Тем временем Париж «сходил с ума по Рудольфу». Повсюду висели плакаты с анонсом его первого спектакля; очереди за билетами выстраивались от Театра на Елисейских Полях до площади Альма. На первой пресс-конференции 22 июня Рудольф небрежно сидел на ступеньках на фоне декораций к «Спящей красавице», глядя на вспышки камер, и спокойно говорил, что уже давно собирался бежать из СССР, но принял решение лишь под влиянием момента, потому что его отправляли назад, в Москву. Так же уравновешенно он давал и «эксклюзивные» интервью отдельным репортерам, не задумываясь отвечая на личные вопросы презрительным: «У нас в России не принято совать нос в личную жизнь. Так поступает только тайная полиция». С Патриком Тевноном, близким другом Клары, он позволил себе быть более откровенным: «В Ленинграде было очень тяжело. В Театре имени Кирова было две школы: традиционалисты во главе с Сергеевым, которые не хотели абсолютно ничего менять, ни костюма, ни парика, и другие, которые очень хотели бы немножко модернизировать балет. Естественно, я был одним из «модернистов», и руководство думало обо мне очень плохо. Они не хотели, чтобы я часто танцевал, мне не давали ролей… Я никогда не вернусь на родину, но искренне верю, что и в вашей стране я счастлив не буду».
Первое выступление Рудольфа в составе труппы де Куэваса 23 июня (в тот самый вечер, когда Театр имени Кирова начинал гастроли в Лондоне со «Спящей красавицы») стало больше политическим событием, чем событием в мире искусства. У здания Театра на Елисейских Полях дежурили полицейские машины, в фойе толпились фотографы и операторы, в публике было много инспекторов в штатском; у гримерки Рудольфа стояли три телохранителя. Они отказывались впускать к нему даже друзей. Кларе, просочившейся в зал в толпе молодых, модных зрителей, удалось остаться незамеченной, несмотря на то что пресс-агенты из США предлагали миллион долларов папарацци за снимок, «на котором она захвачена врасплох». Вдохновленная Нина Вырубова, которая танцевала в адажио «Роза Авроры», держала равновесие, как никогда раньше. Перед первым выходом Рудольфа в роли принца Дезире во втором акте напряжение достигло высшей точки – казалось, сам воздух наэлектризован.

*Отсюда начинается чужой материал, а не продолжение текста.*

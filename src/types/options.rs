//! Completion options passed through to the backend

use serde::{Deserialize, Serialize};

/// Options for a single completion (backend-agnostic).
///
/// Unset fields leave the backend's own defaults in effect.
#[derive(Debug, Clone, Default, PartialEq, Serialize, Deserialize)]
pub struct CompletionOptions {
    #[serde(skip_serializing_if = "Option::is_none")]
    pub model: Option<String>,
    #[serde(skip_serializing_if = "Option::is_none")]
    pub temperature: Option<f32>,
    #[serde(skip_serializing_if = "Option::is_none")]
    pub max_tokens: Option<u32>,
}

impl CompletionOptions {
    pub fn new() -> Self {
        Self::default()
    }

    pub fn model(mut self, model: impl Into<String>) -> Self {
        self.model = Some(model.into());
        self
    }

    pub fn temperature(mut self, temp: f32) -> Self {
        self.temperature = Some(temp);
        self
    }

    pub fn max_tokens(mut self, max: u32) -> Self {
        self.max_tokens = Some(max);
        self
    }
}
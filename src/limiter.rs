//! Per-subject fixed-window admission control.
//!
//! [`RateLimiter`] keeps one [`RateWindow`] per subject (here: the operation
//! domain). A window lives for `config.window`; the first call that arrives
//! *strictly later* than `window_start + window` resets it. This is a fixed
//! window, not a sliding one, so a burst of `2 * max_requests` can straddle
//! a boundary.
//!
//! The counter keeps increasing past the ceiling while a window is active;
//! rejected calls are still counted. Callers must not assume the count
//! saturates at `max_requests`.
//!
//! # Concurrency
//!
//! Windows live in a [`DashMap`], so updates to one subject are serialised
//! by its shard lock while unrelated subjects proceed in parallel. There is
//! no global lock.

use std::time::Duration;

use dashmap::DashMap;
use tokio::time::Instant;

/// Rate limit configuration.
///
/// ```rust
/// # use huginn::RateLimitConfig;
/// # use std::time::Duration;
/// let config = RateLimitConfig::new()
///     .max_requests(100)
///     .window(Duration::from_secs(1));
/// ```
#[derive(Debug, Clone)]
pub struct RateLimitConfig {
    /// Admissions allowed per window. Default: 10.
    pub max_requests: u32,
    /// Window length. Default: 60s.
    pub window: Duration,
}

impl Default for RateLimitConfig {
    fn default() -> Self {
        Self {
            max_requests: 10,
            window: Duration::from_secs(60),
        }
    }
}

impl RateLimitConfig {
    pub fn new() -> Self {
        Self::default()
    }

    pub fn max_requests(mut self, n: u32) -> Self {
        self.max_requests = n;
        self
    }

    pub fn window(mut self, window: Duration) -> Self {
        self.window = window;
        self
    }
}

/// Mutable per-subject window state.
#[derive(Debug, Clone, Copy)]
pub struct RateWindow {
    /// Calls seen in this window, including rejected ones.
    pub count: u64,
    pub window_start: Instant,
}

impl RateWindow {
    fn new(now: Instant) -> Self {
        Self {
            count: 0,
            window_start: now,
        }
    }
}

/// Fixed-window rate limiter keyed by subject.
pub struct RateLimiter {
    windows: DashMap<String, RateWindow>,
    config: RateLimitConfig,
}

impl RateLimiter {
    pub fn new(config: RateLimitConfig) -> Self {
        Self {
            windows: DashMap::new(),
            config,
        }
    }

    /// Count one call against `subject` and report whether it is admitted.
    ///
    /// An unseen subject starts a fresh window. Never blocks.
    pub fn try_acquire(&self, subject: &str) -> bool {
        let now = Instant::now();
        let mut window = self
            .windows
            .entry(subject.to_string())
            .or_insert_with(|| RateWindow::new(now));

        if now.duration_since(window.window_start) > self.config.window {
            *window = RateWindow::new(now);
        }

        window.count += 1;
        window.count <= u64::from(self.config.max_requests)
    }

    /// Snapshot of the window for `subject`, if one exists.
    pub fn window(&self, subject: &str) -> Option<RateWindow> {
        self.windows.get(subject).map(|w| *w)
    }

    /// Admissions still available to `subject` in its current window.
    ///
    /// Does not account for a pending reset; a subject whose window has
    /// expired reports the stale remainder until its next call.
    pub fn remaining(&self, subject: &str) -> u32 {
        let used = self.window(subject).map(|w| w.count).unwrap_or(0);
        u64::from(self.config.max_requests).saturating_sub(used) as u32
    }

    pub fn config(&self) -> &RateLimitConfig {
        &self.config
    }
}

#[cfg(test)]
mod tests {
    use super::*;

    #[test]
    fn config_defaults() {
        let config = RateLimitConfig::default();
        assert_eq!(config.max_requests, 10);
        assert_eq!(config.window, Duration::from_secs(60));
    }

    #[test]
    fn unseen_subject_has_full_allowance() {
        let limiter = RateLimiter::new(RateLimitConfig::default());
        assert_eq!(limiter.remaining("chat"), 10);
        assert!(limiter.window("chat").is_none());
    }

    #[test]
    fn remaining_saturates_at_zero() {
        let limiter = RateLimiter::new(RateLimitConfig::new().max_requests(2));
        for _ in 0..5 {
            limiter.try_acquire("chat");
        }
        assert_eq!(limiter.remaining("chat"), 0);
        assert_eq!(limiter.window("chat").unwrap().count, 5);
    }
}
//! Ring of per-frame staging slots gated by fence values.

use crate::FrameFence;

/// Proof that a staging slot is free for writing.
///
/// Only [`FrameSlots::acquire`] and [`FrameSlots::try_acquire`] hand these
/// out, after the fence has confirmed that no in-flight frame still reads
/// the slot.
#[derive(Debug, PartialEq, Eq)]
pub struct FrameSlot {
    index: usize,
}

impl FrameSlot {
    pub fn index(&self) -> usize {
        self.index
    }
}

/// N staging slots reused round-robin.
///
/// Each slot remembers the fence value signalled after the last frame that
/// wrote it. A slot is reused only once that value has completed.
#[derive(Debug, Clone)]
pub struct FrameSlots {
    retire_values: Vec<u64>,
    next: usize,
}

impl FrameSlots {
    /// A ring of `count` slots, all initially free. `count` is at least 1.
    pub fn new(count: usize) -> Self {
        Self {
            retire_values: vec![0; count.max(1)],
            next: 0,
        }
    }

    pub fn len(&self) -> usize {
        self.retire_values.len()
    }

    pub fn is_empty(&self) -> bool {
        self.retire_values.is_empty()
    }

    /// Index of the slot the next acquire will return.
    pub fn next_index(&self) -> usize {
        self.next
    }

    /// Fence value that must complete before the next slot is free.
    pub fn next_required_value(&self) -> u64 {
        self.retire_values[self.next]
    }

    /// Take the next slot, blocking on `fence` until it is free.
    pub fn acquire<F: FrameFence + ?Sized>(&mut self, fence: &F) -> FrameSlot {
        let required = self.next_required_value();
        if fence.completed_value() < required {
            tracing::trace!(slot = self.next, required, "waiting for frame slot");
            fence.wait_until(required);
        }
        self.advance()
    }

    /// Take the next slot only if it is already free.
    pub fn try_acquire<F: FrameFence + ?Sized>(&mut self, fence: &F) -> Option<FrameSlot> {
        (fence.completed_value() >= self.next_required_value()).then(|| self.advance())
    }

    /// Record that the frame written through `slot` completes at `fence_value`.
    pub fn retire(&mut self, slot: FrameSlot, fence_value: u64) {
        self.retire_values[slot.index] = fence_value;
    }

    /// Highest fence value any slot is waiting on.
    pub fn max_retire_value(&self) -> u64 {
        self.retire_values.iter().copied().max().unwrap_or(0)
    }

    fn advance(&mut self) -> FrameSlot {
        let index = self.next;
        self.next = (index + 1) % self.retire_values.len();
        FrameSlot { index }
    }
}
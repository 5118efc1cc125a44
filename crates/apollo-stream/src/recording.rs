//! A headless [`IndexDevice`] that keeps buffers in memory and records draws.
//!
//! Used by the demo when no GPU is requested and by the tests to inspect
//! exactly what would have reached the GPU.

use std::sync::atomic::{AtomicBool, AtomicU32, AtomicU64, Ordering};
use std::sync::{Mutex, PoisonError};

use crate::{DrawTarget, IndexBufferDesc, IndexDevice, StreamError};

/// An index buffer held in host memory.
#[derive(Debug)]
pub struct RecordedBuffer {
    id: u32,
    label: String,
    capacity: u32,
    contents: Mutex<Vec<u32>>,
}

impl RecordedBuffer {
    pub fn id(&self) -> u32 {
        self.id
    }

    pub fn label(&self) -> &str {
        &self.label
    }

    /// Capacity in indices.
    pub fn capacity(&self) -> u32 {
        self.capacity
    }

    /// A copy of the indices written so far.
    pub fn contents(&self) -> Vec<u32> {
        self.contents
            .lock()
            .unwrap_or_else(PoisonError::into_inner)
            .clone()
    }
}

/// In-memory device with an optional per-buffer size limit.
///
/// [`RecordingDevice::mark_lost`] makes every later allocation fail the way
/// a lost GPU device does.
#[derive(Debug)]
pub struct RecordingDevice {
    max_buffer_bytes: u64,
    lost: AtomicBool,
    next_id: AtomicU32,
    bytes_allocated: AtomicU64,
    bytes_written: AtomicU64,
    writes: AtomicU64,
}

impl Default for RecordingDevice {
    fn default() -> Self {
        Self::with_limit(u64::MAX)
    }
}

impl RecordingDevice {
    pub fn new() -> Self {
        Self::default()
    }

    /// A device rejecting buffers larger than `max_buffer_bytes`.
    pub fn with_limit(max_buffer_bytes: u64) -> Self {
        Self {
            max_buffer_bytes,
            lost: AtomicBool::new(false),
            next_id: AtomicU32::new(0),
            bytes_allocated: AtomicU64::new(0),
            bytes_written: AtomicU64::new(0),
            writes: AtomicU64::new(0),
        }
    }

    pub fn mark_lost(&self) {
        self.lost.store(true, Ordering::Release);
    }

    pub fn is_lost(&self) -> bool {
        self.lost.load(Ordering::Acquire)
    }

    pub fn buffers_created(&self) -> u32 {
        self.next_id.load(Ordering::Relaxed)
    }

    pub fn bytes_allocated(&self) -> u64 {
        self.bytes_allocated.load(Ordering::Relaxed)
    }

    pub fn bytes_written(&self) -> u64 {
        self.bytes_written.load(Ordering::Relaxed)
    }

    /// Number of `write_indices` calls.
    pub fn writes(&self) -> u64 {
        self.writes.load(Ordering::Relaxed)
    }
}

impl IndexDevice for RecordingDevice {
    type Buffer = RecordedBuffer;

    fn create_index_buffer(&self, desc: &IndexBufferDesc<'_>) -> Result<RecordedBuffer, StreamError> {
        if self.is_lost() {
            return Err(StreamError::DeviceLost);
        }
        let size = desc.size_bytes();
        if size > self.max_buffer_bytes {
            return Err(StreamError::BufferTooLarge {
                label: desc.label.to_owned(),
                size,
                limit: self.max_buffer_bytes,
            });
        }
        self.bytes_allocated.fetch_add(size, Ordering::Relaxed);
        Ok(RecordedBuffer {
            id: self.next_id.fetch_add(1, Ordering::Relaxed),
            label: desc.label.to_owned(),
            capacity: desc.index_count,
            contents: Mutex::new(Vec::new()),
        })
    }

    fn write_indices(&self, buffer: &RecordedBuffer, indices: &[u32]) {
        debug_assert!(indices.len() <= buffer.capacity as usize);
        let mut contents = buffer
            .contents
            .lock()
            .unwrap_or_else(PoisonError::into_inner);
        contents.clear();
        contents.extend_from_slice(indices);
        self.bytes_written
            .fetch_add(std::mem::size_of_val(indices) as u64, Ordering::Relaxed);
        self.writes.fetch_add(1, Ordering::Relaxed);
    }
}

/// One recorded draw call.
#[derive(Clone, Debug, PartialEq, Eq)]
pub struct DrawCall {
    pub buffer_id: u32,
    pub index_count: u32,
    /// The indices the draw reads, captured at draw time.
    pub indices: Vec<u32>,
}

/// Records every draw it receives.
#[derive(Clone, Debug, Default)]
pub struct RecordingTarget {
    pub draws: Vec<DrawCall>,
}

impl RecordingTarget {
    pub fn new() -> Self {
        Self::default()
    }

    /// Sum of the index counts of all recorded draws.
    pub fn total_indices(&self) -> u64 {
        self.draws.iter().map(|d| u64::from(d.index_count)).sum()
    }

    pub fn clear(&mut self) {
        self.draws.clear();
    }
}

impl DrawTarget<RecordedBuffer> for RecordingTarget {
    fn draw_indexed(&mut self, buffer: &RecordedBuffer, index_count: u32) {
        let contents = buffer.contents.lock().unwrap_or_else(PoisonError::into_inner);
        let end = (index_count as usize).min(contents.len());
        self.draws.push(DrawCall {
            buffer_id: buffer.id,
            index_count,
            indices: contents[..end].to_vec(),
        });
    }
}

После первой вариации публика вызывала Рудольфа пять раз. Вырубову, в свою очередь, вызывали четырежды; к концу их па-де-де оба русских танцора кланялись со слезами на глазах. Ослепительный Рудольф в голубом костюме прижимал руку к сердцу. Но вдруг эмоции захлестнули его, и в гримерке, в антракте между актами, он сломался. Во France Soir на следующий день поместили его восторженное интервью «Noureiev [так!] a pleuré en boyant Paris à ses pieds («Нуреев плакал, видя Париж у своих ног)».
Однако, несмотря на овацию в финале, когда его вызывали более 24 раз, в зале сидели знатоки, которых Рудольф разочаровал. «Я не очень впечатлен», – прошептал хореограф Джером Роббинс Пьеру Берже, партнеру Ива Сен-Лорана. Не произвел он большое впечатление и на Гарольда Ч. Шонберга из The New York Times, который заметил, что Нуреев «не самый совершенный из артистов»[30]. Но именно сырость и неровность исполнения – «ранимость, открытость» Рудольфа – в тот вечер буквально покорила балерину Виолетт Верди. Ей он показался не столько диким, сколько неиспорченным: «В его исполнении принц стал юношей в поисках идеала, который удивляется, найдя его, – и с сверхъестественным чувством завороженности тем, на что он смотрит, завороженности тем, что он находит… Можно сразу увидеть чистоту в его преданности и полном погружении».
Через неделю, за несколько минут до того, как он должен был выйти на сцену, на сей раз в роли Голубой птицы, в гримерку к нему принесли три письма, переправленные с помощью посольства: от матери, от отца и от Пушкина.